We learned of the awful differences in the pace of fear and that of remedy. At this writing, the FBI is seeking five, and perhaps more, men with Middle-Eastern monikers who are believed to have slipped over the northern frontier just in time for Christmas. They had consulted a purveyor of phony documents in Canada just before heading south, the documenter himself having skipped bail of $200,000 previously in the United States.

Were they wearing sailor suits we could believe they were part of a terrorist group that owns a flotilla of ships any one of which may be steaming for a U.S. port with a cargo of death, nuclear, viral, take your pick. The existence of such a veritable armada was made known at year's end by the Washington Post.

Not to worry. Slowly, we are putting together a giant bureaucracy that will tend to Homeland Security and its outlines should be visible when we celebrate the coming of yet another year.

Your aerial baggage is now being checked for bombs as well as safety pins, but your pilots are as disarmed as ever. This too is being worked on and who knows, one day the aircraft commander may have the means of defense. But not this week.

And perhaps never if he has to obtain that means in Maryland. A law is now effective requiring fired shell casings from new handguns be on deposit with the state police before a Maryland sale is allowed and many arms manufacturers are simply writing off the State of Maryland as a place to do business. Ah, but the sale of cheap used handguns continues apace. New Jersey has gone Maryland one statute better. It has passed a law requiring handguns to recognize their owners and refuse to fire if held by anyone else. Admittedly, the science to achieve this has not caught up with the law, so the Trenton solons have decreed the law to be in effect as soon as tardy technicians are abreast of the legislation.

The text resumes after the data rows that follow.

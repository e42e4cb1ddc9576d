//! Incremental strategy: one run per stable live-watch event.

use std::path::Path;

use anyhow::{Context, Result};
use tracing::{debug, info};

use atlas_core::content_hash;
use atlas_core::model::{ChangeEvent, ChangeKind, Version};
use atlas_core::vcs::current_version_token;
use atlas_redis::file_cache::{self, FileCacheEntry};

use atlas_graph::store::{files, versions};

use crate::store::GraphEntityStore;
use crate::{SyncContext, pipeline};

/// Apply a single filesystem event to the mirror. The event path must be
/// absolute and inside `root`; the watch layer guarantees both.
pub async fn handle_event(
    ctx: &SyncContext,
    project: &str,
    root: &Path,
    event: &ChangeEvent,
) -> Result<()> {
    let rel = event
        .path
        .strip_prefix(root)
        .with_context(|| format!("Event path escapes project root: {}", event.path.display()))?
        .to_string_lossy()
        .replace('\\', "/");

    let version = Version::mint(current_version_token(root));
    versions::create_version(&ctx.graph, project, &version).await?;

    match event.kind {
        ChangeKind::Removed => {
            info!(project, file = %rel, version = %version.identifier, "File unlinked, soft-deleting");
            files::soft_delete_file(&ctx.graph, project, &rel, &version.identifier).await?;
            file_cache::delete_entry(&ctx.cache, project, &rel).await?;
            Ok(())
        }
        ChangeKind::Added | ChangeKind::Changed => {
            // A fast add+unlink race lands here with the file already gone.
            // That is a tolerated no-op, not an error.
            let bytes = match std::fs::read(&event.path) {
                Ok(b) => b,
                Err(e) => {
                    debug!(file = %rel, error = %e, "File vanished before sync, skipping");
                    return Ok(());
                }
            };

            let hash = content_hash(&bytes);
            if let Ok(Some(existing)) = file_cache::get_entry(&ctx.cache, project, &rel).await {
                if existing.hash == hash {
                    debug!(file = %rel, "Content hash unchanged, skipping re-extraction");
                    return Ok(());
                }
            }

            if event.kind == ChangeKind::Added {
                let dir_path = match rel.rfind('/') {
                    Some(idx) => rel[..idx].to_string(),
                    None => ".".to_string(),
                };
                files::ensure_directory_chain(&ctx.graph, project, &dir_path).await?;
            }

            let node = files::FileNode::from_rel_path(&rel);
            files::upsert_file(&ctx.graph, project, &node).await?;

            let source = String::from_utf8_lossy(&bytes).into_owned();
            let entry = FileCacheEntry::from_content(source.clone(), hash);
            file_cache::set_entry(&ctx.cache, project, &rel, &entry).await?;

            let store = GraphEntityStore::new(ctx.graph.clone());
            pipeline::process_file(
                &store,
                &ctx.registry,
                project,
                &rel,
                &source,
                &version,
                ctx.move_window_minutes,
            )
            .await
        }
    }
}
//! TypeScript/JavaScript structural analyzer (tree-sitter).

use std::path::Path;

use anyhow::{Context, Result, anyhow};
use tree_sitter::{Node, Parser};

use atlas_core::model::{CallEdge, CodeEntity, EntityKind};

use super::{Analysis, SourceAnalyzer};

const TS_EXTENSIONS: &[&str] = &["ts", "mts", "cts", "js", "mjs", "cjs"];
const TSX_EXTENSIONS: &[&str] = &["tsx", "jsx"];

/// Extracts functions, classes, variables, imports, exports and call edges
/// from TypeScript and JavaScript sources.
pub struct TypeScriptAnalyzer;

impl TypeScriptAnalyzer {
    pub fn new() -> Self {
        Self
    }

    fn is_tsx(path: &Path) -> bool {
        path.extension()
            .and_then(|e| e.to_str())
            .map(|e| TSX_EXTENSIONS.contains(&e))
            .unwrap_or(false)
    }
}

impl Default for TypeScriptAnalyzer {
    fn default() -> Self {
        Self::new()
    }
}

impl SourceAnalyzer for TypeScriptAnalyzer {
    fn name(&self) -> &'static str {
        "typescript"
    }

    fn can_process(&self, path: &Path) -> bool {
        path.extension()
            .and_then(|e| e.to_str())
            .map(|e| TS_EXTENSIONS.contains(&e) || TSX_EXTENSIONS.contains(&e))
            .unwrap_or(false)
    }

    fn analyze(&self, file_path: &str, source: &str) -> Result<Analysis> {
        let language = if Self::is_tsx(Path::new(file_path)) {
            tree_sitter_typescript::language_tsx()
        } else {
            tree_sitter_typescript::language_typescript()
        };

        let mut parser = Parser::new();
        parser
            .set_language(&language)
            .context("Failed to load TypeScript grammar")?;

        let tree = parser
            .parse(source, None)
            .ok_or_else(|| anyhow!("Parser produced no tree for {}", file_path))?;

        let mut analysis = Analysis::default();
        collect(tree.root_node(), source, file_path, None, &mut analysis);
        Ok(analysis)
    }
}

fn make_entity(name: &str, kind: EntityKind, node: Node, file_path: &str, parameters: Vec<String>) -> CodeEntity {
    CodeEntity {
        name: name.to_string(),
        file_path: file_path.to_string(),
        line_start: node.start_position().row as u32 + 1,
        line_end: node.end_position().row as u32 + 1,
        kind,
        parameters,
    }
}

fn field_text<'s>(node: Node, field: &str, src: &'s str) -> Option<&'s str> {
    node.child_by_field_name(field)
        .and_then(|n| n.utf8_text(src.as_bytes()).ok())
}

/// Parameter names of a function-like node, in declaration order.
fn parameter_names(node: Node, src: &str) -> Vec<String> {
    // Arrow functions with a single bare identifier use the `parameter` field.
    if let Some(text) = field_text(node, "parameter", src) {
        return vec![text.to_string()];
    }

    let mut names = Vec::new();
    let Some(params) = node.child_by_field_name("parameters") else {
        return names;
    };
    let mut cursor = params.walk();
    for child in params.named_children(&mut cursor) {
        let pattern = match child.kind() {
            "required_parameter" | "optional_parameter" | "rest_parameter" => {
                child.child_by_field_name("pattern")
            }
            "identifier" => Some(child),
            _ => None,
        };
        if let Some(text) = pattern.and_then(|p| p.utf8_text(src.as_bytes()).ok()) {
            names.push(text.to_string());
        }
    }
    names
}

fn is_function_value(kind: &str) -> bool {
    matches!(
        kind,
        "arrow_function" | "function_expression" | "function" | "generator_function"
    )
}

fn collect<'s>(
    node: Node,
    src: &'s str,
    file_path: &str,
    enclosing: Option<&'s str>,
    out: &mut Analysis,
) {
    match node.kind() {
        "function_declaration" | "generator_function_declaration" => {
            if let Some(name) = field_text(node, "name", src) {
                out.entities.push(make_entity(
                    name,
                    EntityKind::Function,
                    node,
                    file_path,
                    parameter_names(node, src),
                ));
                recurse(node, src, file_path, Some(name), out);
                return;
            }
        }
        "method_definition" => {
            if let Some(name) = field_text(node, "name", src) {
                out.entities.push(make_entity(
                    name,
                    EntityKind::Function,
                    node,
                    file_path,
                    parameter_names(node, src),
                ));
                recurse(node, src, file_path, Some(name), out);
                return;
            }
        }
        "class_declaration" => {
            if let Some(name) = field_text(node, "name", src) {
                out.entities
                    .push(make_entity(name, EntityKind::Class, node, file_path, vec![]));
            }
        }
        "variable_declarator" => {
            if let Some(name) = field_text(node, "name", src) {
                match node.child_by_field_name("value") {
                    Some(value) if is_function_value(value.kind()) => {
                        // `const foo = (a, b) => ...` counts as a function.
                        out.entities.push(make_entity(
                            name,
                            EntityKind::Function,
                            node,
                            file_path,
                            parameter_names(value, src),
                        ));
                        recurse(value, src, file_path, Some(name), out);
                        return;
                    }
                    _ => {
                        out.entities.push(make_entity(
                            name,
                            EntityKind::Variable,
                            node,
                            file_path,
                            vec![],
                        ));
                    }
                }
            }
        }
        "import_statement" => {
            if let Some(source_node) = node.child_by_field_name("source") {
                if let Ok(text) = source_node.utf8_text(src.as_bytes()) {
                    let module = text.trim_matches(|c| c == '"' || c == '\'');
                    out.entities.push(make_entity(
                        module,
                        EntityKind::Import,
                        node,
                        file_path,
                        vec![],
                    ));
                }
            }
            return;
        }
        "export_statement" => {
            if let Some(name) = node
                .child_by_field_name("declaration")
                .and_then(|d| field_text(d, "name", src))
            {
                out.entities
                    .push(make_entity(name, EntityKind::Export, node, file_path, vec![]));
            } else {
                // `export { a, b }`: one Export per specifier.
                let mut cursor = node.walk();
                for child in node.named_children(&mut cursor) {
                    if child.kind() == "export_clause" {
                        let mut inner = child.walk();
                        for spec in child.named_children(&mut inner) {
                            if spec.kind() == "export_specifier" {
                                if let Some(name) = field_text(spec, "name", src) {
                                    out.entities.push(make_entity(
                                        name,
                                        EntityKind::Export,
                                        spec,
                                        file_path,
                                        vec![],
                                    ));
                                }
                            }
                        }
                    }
                }
            }
        }
        "call_expression" => {
            if let Some(caller) = enclosing {
                if let Some(function) = node.child_by_field_name("function") {
                    let callee = match function.kind() {
                        "identifier" => function.utf8_text(src.as_bytes()).ok(),
                        "member_expression" => field_text(function, "property", src),
                        _ => None,
                    };
                    if let Some(callee) = callee {
                        out.call_edges.push(CallEdge {
                            caller: caller.to_string(),
                            callee: callee.to_string(),
                            file_path: file_path.to_string(),
                        });
                    }
                }
            }
        }
        _ => {}
    }

    recurse(node, src, file_path, enclosing, out);
}

fn recurse<'s>(
    node: Node,
    src: &'s str,
    file_path: &str,
    enclosing: Option<&'s str>,
    out: &mut Analysis,
) {
    let mut cursor = node.walk();
    for child in node.named_children(&mut cursor) {
        collect(child, src, file_path, enclosing, out);
    }
}

#[cfg(test)]
mod tests {
    use super::*;

    fn analyze(source: &str) -> Analysis {
        TypeScriptAnalyzer::new().analyze("src/sample.ts", source).unwrap()
    }

    fn names_of(analysis: &Analysis, kind: EntityKind) -> Vec<&str> {
        analysis
            .entities
            .iter()
            .filter(|e| e.kind == kind)
            .map(|e| e.name.as_str())
            .collect()
    }

    #[test]
    fn test_extracts_function_with_parameters() {
        let analysis = analyze("function add(a: number, b: number) { return a + b; }");
        let entity = &analysis.entities[0];
        assert_eq!(entity.name, "add");
        assert_eq!(entity.kind, EntityKind::Function);
        assert_eq!(entity.parameters, vec!["a", "b"]);
        assert_eq!(entity.line_start, 1);
    }

    #[test]
    fn test_arrow_const_counts_as_function() {
        let analysis = analyze("const greet = (who: string) => `hi ${who}`;");
        assert_eq!(names_of(&analysis, EntityKind::Function), vec!["greet"]);
        assert!(names_of(&analysis, EntityKind::Variable).is_empty());
    }

    #[test]
    fn test_extracts_class_and_methods() {
        let analysis = analyze(
            "class Repo {\n  save(item: Item) { this.validate(item); }\n  validate(item: Item) {}\n}",
        );
        assert_eq!(names_of(&analysis, EntityKind::Class), vec!["Repo"]);
        let functions = names_of(&analysis, EntityKind::Function);
        assert!(functions.contains(&"save"));
        assert!(functions.contains(&"validate"));
    }

    #[test]
    fn test_extracts_variables_imports_exports() {
        let analysis = analyze(
            "import { join } from 'path';\nconst LIMIT = 10;\nexport function run() {}\n",
        );
        assert_eq!(names_of(&analysis, EntityKind::Import), vec!["path"]);
        assert_eq!(names_of(&analysis, EntityKind::Variable), vec!["LIMIT"]);
        assert_eq!(names_of(&analysis, EntityKind::Export), vec!["run"]);
        // The exported declaration is also recorded as a function.
        assert_eq!(names_of(&analysis, EntityKind::Function), vec!["run"]);
    }

    #[test]
    fn test_call_edges_carry_the_enclosing_function() {
        let analysis = analyze(
            "function parse(input: string) { return tokenize(input); }\nfunction tokenize(s: string) { return s.split(' '); }",
        );
        assert!(
            analysis
                .call_edges
                .iter()
                .any(|e| e.caller == "parse" && e.callee == "tokenize")
        );
        // Member calls resolve to the property name.
        assert!(
            analysis
                .call_edges
                .iter()
                .any(|e| e.caller == "tokenize" && e.callee == "split")
        );
    }

    #[test]
    fn test_top_level_calls_have_no_caller() {
        let analysis = analyze("setup();");
        assert!(analysis.call_edges.is_empty());
    }

    #[test]
    fn test_export_clause_specifiers() {
        let analysis = analyze("const a = 1;\nconst b = 2;\nexport { a, b };");
        let exports = names_of(&analysis, EntityKind::Export);
        assert_eq!(exports, vec!["a", "b"]);
    }
}
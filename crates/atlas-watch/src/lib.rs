//! CodeAtlas Watch Layer
//!
//! Owns per-project watch lifecycles: a seeding full scan, then a live
//! notify subscription whose stable events are dispatched serially into the
//! synchronizer. Status transitions are published fire-and-forget over
//! Redis.

pub mod manager;
pub mod subscription;

pub use manager::{WatchManager, WatchProcessInfo, WatchStatus};
pub use subscription::WatchSubscription;
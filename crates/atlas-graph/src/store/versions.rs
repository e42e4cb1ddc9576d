//! Version minting and observed-in links.

use anyhow::Result;
use atlas_core::model::{EntityKind, Version};
use neo4rs::Query;

use super::node_key;
use crate::GraphClient;

/// Record a Version node for a project. Idempotent: minting the same token
/// twice converges on one node.
pub async fn create_version(client: &GraphClient, project: &str, version: &Version) -> Result<()> {
    let query = Query::new(
        "MATCH (p:Project {name: $project})
         MERGE (v:Version {key: $key})
         SET v.project = $project,
             v.identifier = $identifier,
             v.timestamp = $timestamp
         MERGE (p)-[:HAS_VERSION]->(v)"
            .to_string(),
    )
    .param("project", project)
    .param("key", node_key(project, &[&version.identifier]))
    .param("identifier", version.identifier.as_str())
    .param("timestamp", version.timestamp.as_str());

    client.execute(query).await
}

/// Link an entity to the Version it was observed in. This is the write pair
/// that makes soft-delete-by-version queries possible.
pub async fn link_observed(
    client: &GraphClient,
    project: &str,
    kind: EntityKind,
    name: &str,
    file_path: &str,
    version_identifier: &str,
) -> Result<()> {
    // Labels cannot be parameterized; EntityKind::label is a fixed set.
    let cypher = format!(
        "MATCH (e:{label} {{key: $entity_key}})
         MATCH (v:Version {{key: $version_key}})
         MERGE (e)-[:OBSERVED_IN]->(v)",
        label = kind.label()
    );

    let query = Query::new(cypher)
        .param("entity_key", node_key(project, &[kind.label(), file_path, name]))
        .param("version_key", node_key(project, &[version_identifier]));

    client.execute(query).await
}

A valued lesson in arms was learned on the international front in 2002. Dictators of emerging countries were put on notice: one atomic bomb, even under development, can get you in deep trouble. But five shiny new ones and you're home free. As Saddam's no-fly zones are about to be expanded to free fire zones throughout, Kim Jong Il is being accorded the diplomatic niceties of a true statesman. The lesson: get 'em first and get 'em early, and then start pushing.

It was a year when "a pox on you" could no longer be said in public. Fearing terror, the President decreed the Armed Forces be vaccinated for smallpox and he as commander-in-chief submitted himself right away. Several hundred thousand health care givers and frontline emergency crews are to be next. Way down the line may or may not come the general population. No one dare ask why the health care givers might be exposed and by whom: the general population? Is there something haywire in the hypothesized progression here?

It was a year when history itself was doubted. When historical fact was being stealthily skewed. On the Internet. This vast research resource is riddled with misinformation as well as information. In recent years, the lunar landings of the United States have come into question as historical fact. It was all made up on some back lot, the doubters said. A couple of years ago the Fox television network aired some of the doubters' speculations. As 2002 was ending, NASA took two steps in this regard. It commissioned a well-known space author to write a monograph outlining the doubts and putting them to rest with facts, and then the Agency withdrew from the project, apparently in the belief that it would look foolish even to duel with the doubters.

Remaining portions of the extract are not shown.